My personally philosophy about Nanowrimo is that you can use it however you need it. The first few times I did it, around 2011 I mostly needed to figure out how could write something longer than say 3k words. I knew I could write but that much? Yes I could. I found that while my little novellas were the hottest of shitty messes, I learned a lot about myself as a writer.

Also, having that sort of small (for me, i was VERY shy even on the internet back then. I KNOW WEIRD RIGHT) community of people who liked to cheer me on and encourage me to just write that shit was invaluable to me. I learned what it was like to have someone say yes, YES YOU DO THAT SHIT who wasn’t already a friend.
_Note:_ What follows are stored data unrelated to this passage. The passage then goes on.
// Copyright 2026 the Squircle Authors
// SPDX-License-Identifier: Apache-2.0 OR MIT

//! Superellipse ("squircle") outline generation.
//!
//! [`generate`] maps a rectangle size and [`CornerParams`] to a closed
//! [`SquirclePath`]: four straight edges joined by corners traced on the
//! parametric superellipse
//!
//! ```text
//! x(t) = cx + a · sign(cos t) · |cos t|^(2/n)
//! y(t) = cy + a · sign(sin t) · |sin t|^(2/n)
//! ```
//!
//! with `n = 3`, where `a` is the effective corner extent (see
//! [`corner_extent`]) and `(cx, cy)` is the corner's inset center.
//!
//! Coordinates are in the rectangle's local space with the origin at the
//! top-left and `y` growing downward. The winding is clockwise on screen:
//! top edge left to right, right edge top to bottom, bottom edge right to
//! left, left edge bottom to top.

use alloc::vec::Vec;
use core::f64::consts::{FRAC_PI_2, PI};
use core::fmt;

#[cfg(not(feature = "std"))]
use kurbo::common::FloatFuncs as _;
use kurbo::{BezPath, Point, Rect, Size};

use crate::config::{DEFAULT_SMOOTHING, PathConfig};

/// Caller-supplied corner shape for one usage site.
#[derive(Clone, Copy, Debug, PartialEq)]
pub struct CornerParams {
    /// Nominal corner radius in pixels.
    pub radius: f64,
    /// Unitless smoothing factor. `0.0` is a pure superellipse; values near
    /// `1.0` extend the corner up to ~53% beyond `radius`. Values outside
    /// `[0, 1]` are accepted as-is.
    pub smoothing: f64,
}

impl CornerParams {
    /// Creates parameters with the default smoothing of `0.6`.
    #[inline]
    #[must_use]
    pub const fn new(radius: f64) -> Self {
        Self {
            radius,
            smoothing: DEFAULT_SMOOTHING,
        }
    }

    /// Returns a copy with a different smoothing factor.
    #[inline]
    #[must_use]
    pub const fn with_smoothing(mut self, smoothing: f64) -> Self {
        self.smoothing = smoothing;
        self
    }
}

/// The two clamped radii derived for a given rectangle.
#[derive(Clone, Copy, Debug, PartialEq)]
pub struct CornerExtent {
    /// `min(radius, width / 2, height / 2)`.
    ///
    /// Reported for diagnostics only. Corner construction uses
    /// [`effective`](Self::effective), which is derived from the unclamped
    /// radius.
    pub nominal: f64,
    /// `min(radius · (1 + smoothing · reach), min(width, height) / 2)`.
    ///
    /// This is the `a` used for the corner arcs and the edge insets.
    pub effective: f64,
}

/// Returns `true` when `size` can carry a path (both sides finite and > 0).
#[inline]
#[must_use]
pub fn is_drawable(size: Size) -> bool {
    size.width.is_finite() && size.height.is_finite() && size.width > 0.0 && size.height > 0.0
}

/// Computes the corner extent for `size`, or `None` if `size` is degenerate.
///
/// Both clamps are kept: the nominal radius is clamped to half of each side,
/// but the effective extent is computed from the caller's radius and only
/// then capped at half the shorter side. With non-negative smoothing the two
/// orders agree; with negative smoothing the effective extent can differ
/// from one computed on the clamped radius.
#[must_use]
pub fn corner_extent(size: Size, params: CornerParams, config: &PathConfig) -> Option<CornerExtent> {
    if !is_drawable(size) {
        return None;
    }
    let half_min = size.width.min(size.height) / 2.0;
    let nominal = params.radius.min(size.width / 2.0).min(size.height / 2.0);
    let effective =
        (params.radius * (1.0 + params.smoothing * config.smoothing_reach)).min(half_min);
    Some(CornerExtent { nominal, effective })
}

/// Generates a squircle outline with the reference [`PathConfig`].
#[must_use]
pub fn generate(size: Size, params: CornerParams) -> SquirclePath {
    generate_with(size, params, &PathConfig::DEFAULT)
}

/// Generates a squircle outline for `size`.
///
/// Returns an empty path when `size` is degenerate (either side zero,
/// negative, or non-finite). Otherwise the path is closed: its last point is
/// an exact copy of its first.
#[must_use]
pub fn generate_with(size: Size, params: CornerParams, config: &PathConfig) -> SquirclePath {
    let Some(extent) = corner_extent(size, params, config) else {
        return SquirclePath::empty(size, config.precision);
    };

    let (w, h) = (size.width, size.height);
    let a = extent.effective;
    let steps = config.corner_steps();
    let power = config.parametric_power();

    let mut points = Vec::with_capacity(4 * (steps as usize + 2) + 2);
    points.push(Point::new(a, 0.0));

    points.push(Point::new(w - a, 0.0));
    trace_corner(&mut points, Point::new(w - a, a), a, -FRAC_PI_2, steps, power);

    points.push(Point::new(w, h - a));
    trace_corner(&mut points, Point::new(w - a, h - a), a, 0.0, steps, power);

    points.push(Point::new(a, h));
    trace_corner(&mut points, Point::new(a, h - a), a, FRAC_PI_2, steps, power);

    points.push(Point::new(0.0, a));
    trace_corner(&mut points, Point::new(a, a), a, PI, steps, power);

    points.push(points[0]);

    SquirclePath {
        points,
        size,
        extent: Some(extent),
        precision: config.precision,
    }
}

/// Appends `steps + 1` samples of the quarter-turn starting at `from`.
fn trace_corner(out: &mut Vec<Point>, center: Point, a: f64, from: f64, steps: u32, power: f64) {
    let step = FRAC_PI_2 / f64::from(steps);
    for i in 0..=steps {
        let t = from + f64::from(i) * step;
        let x = center.x + a * signed_pow(t.cos(), power);
        let y = center.y + a * signed_pow(t.sin(), power);
        out.push(Point::new(x, y));
    }
}

/// `sign(v) · |v|^p`.
#[inline]
fn signed_pow(v: f64, p: f64) -> f64 {
    let m = v.abs().powf(p);
    if v < 0.0 { -m } else { m }
}

/// A closed squircle outline as an ordered point list.
///
/// Consecutive points are joined by straight segments. A non-empty path
/// repeats its first point at the end.
#[derive(Clone, Debug, PartialEq)]
pub struct SquirclePath {
    points: Vec<Point>,
    size: Size,
    extent: Option<CornerExtent>,
    precision: usize,
}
The other things I found doing Nanowrimo is that while no, I was not one of those fabled folks to get book deals and shit. I did start finding out how could/do write fantasy. How I want to present certain things. The Daiyuverse was born during Nanowrimo. I wasn’t cutting teeth the way I was cutting teeth in literary fiction at the time.

I was devouring words and methodology and while I was devouring I was playing. I was doing like this here:

That was how my nerdy little soul was getting down. Wild. At the time, I felt that the only way to be a “real author” was through very specific channels. I believed in the idea that if I ground it out in short fiction, someone who expressed interest in my work who was also in a position of power would publish it and BOOM REAL GROWED UP WRITER.
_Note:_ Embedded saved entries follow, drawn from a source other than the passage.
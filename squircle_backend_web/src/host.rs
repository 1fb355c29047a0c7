// Copyright 2026 the Squircle Authors
// SPDX-License-Identifier: Apache-2.0 OR MIT

//! DOM host.
//!
//! [`DomClipHost`] implements [`ClipHost`] for [`HtmlElement`] targets:
//! sizes come from `offsetWidth` / `offsetHeight`, observation uses a
//! [`ResizeObserver`][mdn], and styles are written to the element's inline
//! style.
//!
//! [mdn]: https://developer.mozilla.org/en-US/docs/Web/API/ResizeObserver

use alloc::boxed::Box;
use alloc::rc::Weak;
use core::cell::RefCell;

use kurbo::Size;
use squircle_core::backend::ClipHost;
use squircle_core::controller::{BindingId, ClipController};
use squircle_core::style::{ClipStyle, StyleDeclaration};
use wasm_bindgen::JsCast as _;
use wasm_bindgen::closure::Closure;
use wasm_bindgen::prelude::*;
use web_sys::{HtmlElement, ResizeObserver};

/// The controller type shared between a handle and its resize callbacks.
pub(crate) type SharedController = RefCell<ClipController<DomClipHost>>;

type ResizeClosure = Closure<dyn FnMut(JsValue)>;

/// Measures, observes, and styles DOM elements for a [`ClipController`].
///
/// Resize callbacks hold only a weak reference to the owning controller, so
/// they never keep it alive.
pub struct DomClipHost {
    controller: Weak<SharedController>,
}

impl core::fmt::Debug for DomClipHost {
    fn fmt(&self, f: &mut core::fmt::Formatter<'_>) -> core::fmt::Result {
        f.debug_struct("DomClipHost")
            .field("controller_alive", &(self.controller.strong_count() > 0))
            .finish()
    }
}

impl DomClipHost {
    /// Creates a host that routes resize notifications to `controller`.
    pub(crate) fn new(controller: Weak<SharedController>) -> Self {
        Self { controller }
    }
}

/// A live `ResizeObserver` and the JS closure it calls.
///
/// `observer` is `None` when the browser has no `ResizeObserver`; the
/// element then keeps the style from its initial measurement.
pub struct ResizeSubscription {
    observer: Option<ResizeObserver>,
    /// Kept alive for as long as the observer may call it.
    _closure: ResizeClosure,
}

impl core::fmt::Debug for ResizeSubscription {
    fn fmt(&self, f: &mut core::fmt::Formatter<'_>) -> core::fmt::Result {
        f.debug_struct("ResizeSubscription")
            .field("observing", &self.observer.is_some())
            .finish_non_exhaustive()
    }
}

impl ClipHost for DomClipHost {
    type Target = HtmlElement;
    type Subscription = ResizeSubscription;

    fn measure(&self, target: &HtmlElement) -> Size {
        Size::new(
            f64::from(target.offset_width()),
            f64::from(target.offset_height()),
        )
    }

    fn observe(&mut self, target: &HtmlElement, binding: BindingId) -> ResizeSubscription {
        let controller = self.controller.clone();
        let closure = Closure::wrap(Box::new(move |_entries: JsValue| {
            let Some(controller) = controller.upgrade() else {
                return;
            };
            // A callback that lands while the controller is borrowed is
            // skipped; the next notification re-measures anyway.
            if let Ok(mut controller) = controller.try_borrow_mut() {
                controller.notify_resize(binding);
            }
        }) as Box<dyn FnMut(JsValue)>);

        let observer = ResizeObserver::new(closure.as_ref().unchecked_ref()).ok();
        if let Some(observer) = &observer {
            observer.observe(target);
        }
        ResizeSubscription {
            observer,
            _closure: closure,
        }
    }

    fn disconnect(&mut self, subscription: ResizeSubscription) {
        if let Some(observer) = &subscription.observer {
            observer.disconnect();
        }
        // Dropping the subscription releases the JS closure.
    }

    fn apply(&mut self, target: &HtmlElement, style: &ClipStyle) {
        let s = target.style();
        for decl in style.declarations() {
            match decl {
                StyleDeclaration::Set { property, value } => {
                    let _ = s.set_property(property, &value);
                }
                StyleDeclaration::Remove { property } => {
                    let _ = s.remove_property(property);
                }
            }
        }
    }
}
For me, this view was part of my angst over not having much of a formal education. I was trapped in this shame bubble and it was hobbling me creatively. I had such grand dreams of not only being a literary mega super star AND a horror queen AND a memorist AND  AND AND.

What clicked for me in my nano adventures was this.

All I have to do is write. I am a writer. And that’s fine. Not only fine, it is fucking amazing.

I heavily credit doing nanowrimo for years with setting me free in a way I was not able to find elsewhere.

I know a lot of people poop on the idea of just churning out words. It is kind of counter intuitive.

That said, if you really want to just run with something, nanowrimo is a great chance. I believe fully in the art of Writing Like A Mother Fucker and if you don’t know how, now is a great time.

Now this year I’m not doing nano proper. I’m actually making it my goal to have rewrites on Cycle 1 of the Daiyuverse done and in December have the ebook available for purchase. That is my goal for the month alongside getting out this chunk of cycle 2 to my patrons.

Also on a personal note. So, I’ve been/am being doxxed. I don’t have much to say about it aside from it has really bummed me out. Naturally that’s putting it lightly but I mean, it’s not the first time. Probably won’t be the last. So I’m dealing with it.

I dunno.

On one hand it makes me hesitant to really get some of my side hustles started but also eager to do them.

That said.

Ahem.

Here is what we’re looking at. Some original Be That Shit University Writing 101. The class I’m designing can be applied to any type of writing and focuses on doing that shit. I have some methodologies both digital and analog, some poking and stuff.

My market isn’t really people who already know how to write. Y’all I will get to. I’m looking at helping folks see and let loose their writing. This can be for fun, as an addition to an in place creative practice. Maybe you just wanna find out. The prices will be accessible and I might be open to offering select discounts.

I got you boo.

No bullshit. No intense literaryness.

Just you and me, talking like this. Available at your liesure via  a downloaded kit. You’ll get a couple of flash pieces, some poems and I’ll even include an unedited free write along with suggestions of how to write like a mother fucker, some timed exercises.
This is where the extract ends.